In the case of Outskirts Press, we continued the branded background that we added to our YouTube Channel, and (to a much lesser extent) to the branding efforts we made to our Facebook page.  If you’re going to go through the efforts of customizing each of these social channels, they should demonstrate brand cohesion, right?

This background isn’t as ideal as the one for YouTube since it lacks the horizontal “banner” across the top of the content table that includes our graphic treatment company name and positioning statement tagline.  

And, in light of the monitor resolution considerations introduced above, we cannot add our logo and our “write.publish.market” tagline in any aesthetic way to the background itself, because it gets “cut off” in lower resolutions.  That’s the tricky part to be aware of!  Sure, the screen shot above (at approximately 1900 x 1200) appears to have plenty of room for a logo.  But at the recommended resolution for background design (1024 x 768) this Twitter page actually looks like this:

Not nearly as good, is it? We can’t prevent the woman from being “interrupted” by the Twitter table (short of removing her entirely), but at least the other two people simply disappear, as opposed to being cut off. 

This is the reason there aren’t any words on the background.
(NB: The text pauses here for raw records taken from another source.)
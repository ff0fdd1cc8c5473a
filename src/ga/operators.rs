//! Creation, inspection, crossover and mutation of binary chromosomes.
//!
//! Every operator takes the random source from the caller, so a driver that
//! seeds its generator gets reproducible runs.
//!
//! # Crossover Operators
//!
//! - [`crossover_one_point`]: prefix of one parent, suffix of the other,
//!   the bit at the cut dropped from both
//!
//! # Mutation Operators
//!
//! - [`mutate_flip`]: flip one uniformly chosen bit
//!
//! # References
//!
//! - Holland (1975), *Adaptation in Natural and Artificial Systems*
//! - Goldberg (1989), *Genetic Algorithms in Search, Optimization, and Machine Learning*

use super::types::{Chromosome, Gene};
use rand::Rng;

// ============================================================================
// Creation and inspection
// ============================================================================

/// Creates a chromosome of `size` genes, each set with probability `bias`.
///
/// Returns the chromosome and its number of set genes. A `bias` at or below
/// `0.0` yields all zeros; at or above `1.0`, all ones.
pub fn create<R: Rng>(bias: f64, size: usize, rng: &mut R) -> (Chromosome, usize) {
    let chromosome: Chromosome = (0..size)
        .map(|_| Gene::from(rng.random::<f64>() < bias))
        .collect();
    let ones = chromosome.iter().filter(|&&g| g == 1).count();
    (chromosome, ones)
}

/// Whether every gene is `0` or `1`.
pub fn inspect_individual(chromosome: &[Gene]) -> bool {
    chromosome.iter().all(|&g| g <= 1)
}

/// Whether every gene of every chromosome is `0` or `1`.
pub fn inspect_population(population: &[Chromosome]) -> bool {
    population.iter().all(|c| inspect_individual(c))
}

// ============================================================================
// Crossover
// ============================================================================

/// One-point crossover at a uniformly random cut.
///
/// See [`crossover_one_point_at`]; returns the child and the cut used.
///
/// # Panics
/// Panics if parents have different lengths or are empty.
pub fn crossover_one_point<R: Rng>(
    parent_a: &[Gene],
    parent_b: &[Gene],
    rng: &mut R,
) -> (Chromosome, usize) {
    assert!(!parent_a.is_empty(), "parents must not be empty");
    let cut = rng.random_range(0..parent_a.len());
    (crossover_one_point_at(parent_a, parent_b, cut), cut)
}

/// One-point crossover at `cut`: `parent_a[..cut]` followed by
/// `parent_b[cut + 1..]`.
///
/// The bit at `cut` comes from neither parent, so the child is one gene
/// shorter than its parents. `cut = 0` gives `parent_b[1..]`;
/// `cut = len - 1` gives `parent_a[..len - 1]`.
///
/// # Panics
/// Panics if parents have different lengths, or `cut` is out of range.
pub fn crossover_one_point_at(parent_a: &[Gene], parent_b: &[Gene], cut: usize) -> Chromosome {
    assert_eq!(
        parent_a.len(),
        parent_b.len(),
        "parents must have equal length"
    );
    assert!(cut < parent_a.len(), "cut {cut} out of range");

    let mut child = Vec::with_capacity(parent_a.len() - 1);
    child.extend_from_slice(&parent_a[..cut]);
    child.extend_from_slice(&parent_b[cut + 1..]);
    child
}

// ============================================================================
// Mutation
// ============================================================================

/// Flips exactly one uniformly chosen gene and returns its position.
///
/// # Complexity
/// O(1)
///
/// # Panics
/// Panics if `chromosome` is empty.
pub fn mutate_flip<R: Rng>(chromosome: &mut [Gene], rng: &mut R) -> usize {
    assert!(!chromosome.is_empty(), "cannot mutate an empty chromosome");
    let pos = rng.random_range(0..chromosome.len());
    chromosome[pos] = Gene::from(chromosome[pos] == 0);
    pos
}

// ============================================================================
// Tests
// ============================================================================

#[cfg(test)]
mod tests {
    use super::*;
    use rand::rngs::StdRng;
    use rand::SeedableRng;

    fn rng() -> StdRng {
        StdRng::seed_from_u64(42)
    }

    // ---- Creation ----

    #[test]
    fn test_create_counts_ones() {
        let mut rng = rng();
        for _ in 0..50 {
            let (c, ones) = create(0.3, 40, &mut rng);
            assert_eq!(c.len(), 40);
            assert_eq!(ones, c.iter().filter(|&&g| g == 1).count());
            assert!(inspect_individual(&c));
        }
    }

    #[test]
    fn test_create_extreme_bias() {
        let mut rng = rng();
        assert_eq!(create(0.0, 10, &mut rng), (vec![0; 10], 0));
        assert_eq!(create(1.0, 10, &mut rng), (vec![1; 10], 10));
    }

    #[test]
    fn test_create_bias_is_respected() {
        let mut rng = rng();
        let (_, ones) = create(0.8, 10_000, &mut rng);
        assert!((7_500..8_500).contains(&ones), "got {ones} ones");
    }

    // ---- Inspection ----

    #[test]
    fn test_inspect_rejects_non_binary_genes() {
        assert!(inspect_individual(&[0, 1, 1]));
        assert!(!inspect_individual(&[0, 2, 1]));
        assert!(inspect_population(&[vec![0], vec![1, 1]]));
        assert!(!inspect_population(&[vec![0], vec![1, 7]]));
        assert!(inspect_population(&[]));
    }

    // ---- Crossover ----

    #[test]
    fn test_crossover_at_boundaries() {
        let a = vec![1, 1, 1, 1, 1];
        let b = vec![0, 1, 0, 1, 0];
        assert_eq!(crossover_one_point_at(&a, &b, 0), vec![1, 0, 1, 0]);
        assert_eq!(crossover_one_point_at(&a, &b, 4), vec![1, 1, 1, 1]);
        assert_eq!(crossover_one_point_at(&a, &b, 2), vec![1, 1, 1, 0]);
    }

    #[test]
    fn test_crossover_random_cut_is_in_range() {
        let mut rng = rng();
        let a = vec![1; 8];
        let b = vec![0; 8];
        for _ in 0..100 {
            let (child, cut) = crossover_one_point(&a, &b, &mut rng);
            assert!(cut < 8);
            assert_eq!(child.len(), 7);
            assert_eq!(child.iter().filter(|&&g| g == 1).count(), cut);
        }
    }

    #[test]
    #[should_panic(expected = "parents must have equal length")]
    fn test_crossover_length_mismatch_panics() {
        crossover_one_point_at(&[0, 1], &[0, 1, 1], 0);
    }

    // ---- Mutation ----

    #[test]
    fn test_mutate_flips_exactly_one_gene() {
        let mut rng = rng();
        for _ in 0..100 {
            let original = vec![0, 1, 1, 0, 1, 0];
            let mut c = original.clone();
            let pos = mutate_flip(&mut c, &mut rng);
            let diffs: Vec<usize> = (0..c.len()).filter(|&i| c[i] != original[i]).collect();
            assert_eq!(diffs, vec![pos]);
            assert!(inspect_individual(&c));
        }
    }

    #[test]
    #[should_panic(expected = "cannot mutate an empty chromosome")]
    fn test_mutate_empty_panics() {
        mutate_flip(&mut [], &mut rng());
    }
}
They would get cut off, too.

In fact, Twitter makes uploading Twitter backgrounds harder than it needs to be by setting their background HTML to “fixed, left-justified.”  It would be easier to make Twitter backgrounds look “right” in multiple resolutions if it was “scrolling-centered” like the YouTube settings for custom backgrounds. 

But, oh well, you work with what they give you…

Now on to re-branding our blog, which is a topic for the near future. But first I’m going to talk a little more about our Facebook Anthology that we published for free for many of our Facebook fans, now that it’s for sale on Amazon… see you next time.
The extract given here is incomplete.